Park in Uccle, Belgium

Wolvendael Park (Parc de Wolvendael; Wolvendaelpark) is an urban public park of 14.5 ha in the municipality of Uccle in Brussels, Belgium. Its origins date back to the 18th century as the grounds surrounding a country house of the same name, built in the neoclassical style.

==Toponymy==
The name is of Flemish origin and is not derived from the Dutch word wolven ("wolves"), despite common assumptions. It is generally interpreted as meaning "valley (dael) at the bend (wolf or wolve)", referring to a meander in the valley of the Ukkelbeek.

==History==
The earliest known reference dates from 1209, when the Cartulary of Affligem Abbey, published by Edgard de Marneffe, mentioned "Terram que woluesdal vocatur", referring to a site named Wolvendael near a bend in the valley of the Ukkelbeek.

From the 17th century onwards, the site appears as a pleasure estate, although little is known about its early ownership. In the early 18th century, the domain belonged to Jean-François Slijpen, who sold it in 1715 to Eugène-Henri Fricx. He is believed to have built a villa on the site. In 1733, the estate passed to Thomas de Fraula, during which time it comprised gardens, orchards, and woodland.

In the 19th century, the estate changed hands several times and underwent significant development. In 1810, the Bourgeois Guillaume Vanderborcht acquired the property, and it is likely that the present château dates from this period, although some sources suggest an earlier construction date. The estate was subsequently owned by Charles, Duke of Looz-Corswarem, around 1815, when the castle served as his residence. In 1826, it was there that his daughter Caroline married José de la Riva Agüero, the former president of Peru.

The estate was later acquired by Jacques-André Coghen, Belgium's first Minister of Finance, who commissioned the construction of an orangery on the site of the original country house. On 14 July 1877, the reception and banquet for the wedding of Don Fulco Beniamino Ruffo di Calabria, grandfather of Queen Paola, and Laure Mosselman du Chenoy, granddaughter of Jacques-André Coghen, were held at the estate.

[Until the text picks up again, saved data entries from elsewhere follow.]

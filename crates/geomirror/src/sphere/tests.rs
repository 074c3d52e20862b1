use super::cfg::EARTH_RADIUS_M;
use super::*;
use crate::error::MirrorError;
use proptest::prelude::*;
use rand::{rngs::StdRng, Rng, SeedableRng};

fn p(lon: f64, lat: f64) -> Point {
    Point::new(lon, lat)
}

fn square(half: f64) -> Ring {
    Ring::new(vec![
        p(-half, -half),
        p(half, -half),
        p(half, half),
        p(-half, half),
        p(-half, -half),
    ])
    .unwrap()
}

#[test]
fn distance_one_degree_on_equator() {
    let d = distance(p(0.0, 0.0), p(1.0, 0.0));
    let expected = EARTH_RADIUS_M * std::f64::consts::PI / 180.0;
    assert!((d - expected).abs() < 1e-6, "d={d} expected={expected}");
    // Same along a meridian.
    let d_lat = distance(p(13.0, 45.0), p(13.0, 46.0));
    assert!((d_lat - expected).abs() < 1e-6);
}

#[test]
fn distance_across_antimeridian_is_short() {
    let d = distance(p(179.5, 0.0), p(-179.5, 0.0));
    let expected = EARTH_RADIUS_M * std::f64::consts::PI / 180.0;
    assert!((d - expected).abs() < 1e-6);
}

#[test]
fn distance_symmetric_seeded() {
    let mut rng = StdRng::seed_from_u64(7);
    for _ in 0..500 {
        let a = p(rng.gen_range(-180.0..180.0), rng.gen_range(-90.0..=90.0));
        let b = p(rng.gen_range(-180.0..180.0), rng.gen_range(-90.0..=90.0));
        assert_eq!(distance(a, b), distance(b, a));
    }
}

#[test]
fn bearing_cardinal_directions() {
    let o = p(0.0, 0.0);
    assert!(bearing(o, p(0.0, 1.0)).abs() < 1e-12);
    assert!((bearing(o, p(1.0, 0.0)) - 90.0).abs() < 1e-12);
    assert!((bearing(o, p(0.0, -1.0)) - 180.0).abs() < 1e-12);
    assert!((bearing(o, p(-1.0, 0.0)) - 270.0).abs() < 1e-12);
}

#[test]
fn bearing_coincident_points_is_zero() {
    let a = p(12.5, -41.25);
    assert_eq!(bearing(a, a), 0.0);
    assert_eq!(VertexOffset::between(a, a).bearing_deg, 0.0);
    assert_eq!(VertexOffset::between(a, a).distance_m, 0.0);
}

#[test]
fn destination_wraps_antimeridian() {
    let q = destination(p(179.9, 0.0), 50_000.0, 90.0);
    assert!(q.lon >= -180.0 && q.lon < 180.0);
    assert!(q.lon < -179.0, "expected wrap, got {q:?}");
    assert!(q.lat.abs() < 1e-9);
    let back = destination(p(-179.9, 10.0), 50_000.0, 270.0);
    assert!(back.lon > 179.0);
}

#[test]
fn destination_zero_distance_is_origin() {
    let o = p(-74.006, 40.7128);
    let q = destination(o, 0.0, 123.0);
    assert!(distance(o, q) < 1e-6);
}

#[test]
fn destination_reaches_pole() {
    let q = destination(p(30.0, 80.0), EARTH_RADIUS_M * 10f64.to_radians(), 0.0);
    assert!((q.lat - 90.0).abs() < 1e-9);
}

#[test]
fn round_trip_random_pairs() {
    let mut rng = StdRng::seed_from_u64(2025);
    let mut checked = 0;
    while checked < 1000 {
        let a = p(rng.gen_range(-180.0..180.0), rng.gen_range(-85.0..85.0));
        let b = p(rng.gen_range(-180.0..180.0), rng.gen_range(-85.0..85.0));
        let d = distance(a, b);
        // skip near-antipodal pairs where the bearing is undefined
        if d > 19_000_000.0 {
            continue;
        }
        let q = destination(a, d, bearing(a, b));
        let err = distance(q, b);
        assert!(err < 0.01, "a={a:?} b={b:?} err={err}");
        checked += 1;
    }
}

#[test]
fn round_trip_city_scale() {
    let a = p(-122.4194, 37.7749);
    let b = p(-122.4094, 37.7849);
    let off = VertexOffset::between(a, b);
    assert!(distance(off.apply(a), b) < 1e-3);
}

#[test]
fn centroid_excludes_closing_vertex() {
    let ring = Ring::new(vec![
        p(0.0, 0.0),
        p(2.0, 0.0),
        p(2.0, 2.0),
        p(0.0, 2.0),
        p(0.0, 0.0),
    ])
    .unwrap();
    let c = centroid(&ring).unwrap();
    assert_eq!(c, p(1.0, 1.0));
}

#[test]
fn centroid_straddling_antimeridian_stays_inside() {
    let ring = Ring::close(vec![
        p(179.991, -0.004),
        p(-179.999, -0.004),
        p(-179.999, 0.004),
        p(179.991, 0.004),
    ])
    .unwrap();
    let c = centroid(&ring).unwrap();
    assert!((c.lon - 179.996).abs() < 1e-9, "{c:?}");
    assert!(c.lat.abs() < 1e-12);

    // Anchor on the other side of the line gives the same pivot.
    let flipped = Ring::close(vec![
        p(-179.999, 0.004),
        p(179.991, 0.004),
        p(179.991, -0.004),
        p(-179.999, -0.004),
    ])
    .unwrap();
    let c2 = centroid(&flipped).unwrap();
    assert!(distance(c, c2) < 1e-6, "{c:?} vs {c2:?}");
}

#[test]
fn centroid_near_pole() {
    let ring = Ring::close(vec![
        p(10.0, 85.0),
        p(10.1, 85.0),
        p(10.1, 85.01),
        p(10.0, 85.01),
    ])
    .unwrap();
    let c = centroid(&ring).unwrap();
    assert!((c.lon - 10.05).abs() < 1e-9 && (c.lat - 85.005).abs() < 1e-9);
}

#[test]
fn centroid_rejects_degenerate_ring() {
    let ring = Ring::new(vec![p(0.0, 0.0), p(1.0, 1.0), p(1.0, 1.0), p(0.0, 0.0)]).unwrap();
    assert_eq!(ring.distinct_vertex_count(), 2);
    let err = centroid(&ring).unwrap_err();
    assert_eq!(err, MirrorError::DegenerateInput { distinct: 2 });
    assert!(err.is_degenerate());

    let single = Ring::new(vec![p(3.0, 3.0); 4]).unwrap();
    assert!(centroid(&single).unwrap_err().is_degenerate());
}

#[test]
fn offsets_cover_every_point() {
    let ring = square(0.01);
    let offs = offsets(&ring, p(0.0, 0.0));
    assert_eq!(offs.len(), ring.len());
    assert_eq!(offs[0], offs[4]);
    for o in &offs {
        assert!((0.0..360.0).contains(&o.bearing_deg));
    }
    assert!((offs[0].bearing_deg - 225.0).abs() < 1e-3);
}

#[test]
fn ring_validation() {
    assert!(matches!(
        Ring::new(vec![p(0.0, 0.0), p(1.0, 0.0), p(0.0, 0.0)]),
        Err(MirrorError::InvalidRing { .. })
    ));
    assert!(matches!(
        Ring::new(vec![p(0.0, 0.0), p(1.0, 0.0), p(1.0, 1.0), p(0.0, 1.0)]),
        Err(MirrorError::InvalidRing { .. })
    ));
    assert!(matches!(
        Ring::new(vec![p(0.0, 0.0), p(f64::NAN, 0.0), p(1.0, 1.0), p(0.0, 0.0)]),
        Err(MirrorError::InvalidRing { .. })
    ));
    assert!(matches!(
        Ring::new(vec![p(0.0, 0.0), p(1.0, 91.0), p(1.0, 1.0), p(0.0, 0.0)]),
        Err(MirrorError::InvalidRing { .. })
    ));
    let closed = Ring::close(vec![p(0.0, 0.0), p(1.0, 0.0), p(1.0, 1.0)]).unwrap();
    assert_eq!(closed.len(), 4);
    assert_eq!(closed.vertices().len(), 3);
    assert_eq!(closed.points()[0], closed.points()[3]);
}

#[test]
fn ring_wraps_longitudes() {
    let ring = Ring::new(vec![
        p(190.0, 0.0),
        p(-169.0, 0.0),
        p(-169.0, 1.0),
        p(-170.0, 0.0),
    ])
    .unwrap();
    assert_eq!(ring.points()[0], p(-170.0, 0.0));
    assert!(ring.points().iter().all(|q| (-180.0..180.0).contains(&q.lon)));
}

#[test]
fn ring_serde_validates_closure() {
    let ring = square(1.0);
    let json = serde_json::to_string(&ring).unwrap();
    let back: Ring = serde_json::from_str(&json).unwrap();
    assert_eq!(back, ring);
    let open = r#"[{"lon":0,"lat":0},{"lon":1,"lat":0},{"lon":1,"lat":1},{"lon":0,"lat":1}]"#;
    assert!(serde_json::from_str::<Ring>(open).is_err());
    let polar = r#"[{"lon":0,"lat":0},{"lon":1,"lat":95},{"lon":1,"lat":1},{"lon":0,"lat":0}]"#;
    assert!(serde_json::from_str::<Ring>(polar).is_err());
}

#[test]
fn point_parsing() {
    assert_eq!("10.5, -3".parse::<Point>().unwrap(), p(10.5, -3.0));
    assert_eq!("190,0".parse::<Point>().unwrap(), p(-170.0, 0.0));
    assert!("abc".parse::<Point>().is_err());
    assert!("1;2".parse::<Point>().is_err());
    assert!("0,95".parse::<Point>().is_err());
    assert!("inf,0".parse::<Point>().is_err());
}

#[test]
fn normalization_helpers() {
    assert_eq!(normalize_lon(180.0), -180.0);
    assert_eq!(normalize_lon(-180.0), -180.0);
    assert_eq!(normalize_lon(540.0), -180.0);
    assert_eq!(normalize_lon(-181.0), 179.0);
    let tiny = normalize_lon(-1e-20);
    assert!((-180.0..180.0).contains(&tiny));

    assert_eq!(normalize_bearing(-1e-20), 0.0);
    assert_eq!(normalize_bearing(-90.0), 270.0);
    assert_eq!(normalize_bearing(360.0), 0.0);

    assert_eq!(canonical_angle(180.0), 180.0);
    assert_eq!(canonical_angle(-180.0), -180.0);
    assert_eq!(canonical_angle(270.0), -90.0);
    assert_eq!(canonical_angle(-270.0), 90.0);
}

proptest! {
    #[test]
    fn bearing_stays_in_range(
        lon1 in -180.0f64..180.0, lat1 in -90.0f64..=90.0,
        lon2 in -180.0f64..180.0, lat2 in -90.0f64..=90.0,
    ) {
        let b = bearing(p(lon1, lat1), p(lon2, lat2));
        prop_assert!((0.0..360.0).contains(&b));
    }

    #[test]
    fn destination_stays_in_range(
        lon in -180.0f64..180.0, lat in -89.0f64..89.0,
        d in 0.0f64..2.0e7, brg in 0.0f64..360.0,
    ) {
        let q = destination(p(lon, lat), d, brg);
        prop_assert!(q.lon >= -180.0 && q.lon < 180.0);
        prop_assert!(q.lat >= -90.0 && q.lat <= 90.0);
    }
}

From around 1887, the domain passed to Charles-Georges-Constantin Balser, a German banker and financier. At the end of 1909, it was acquired by Baron Léon Janssen, director of the Société Générale de Belgique and president of the executive committee of the Brussels International Exposition of 1910. Janssen enlarged the château, even if it meant losing its symmetry, and expanded the park to more than 20 ha, shaping the estate into its current form. He also transferred an 18th-century Louis XV pavilion, originally built in Amsterdam by Aron de Pinto, to the estate.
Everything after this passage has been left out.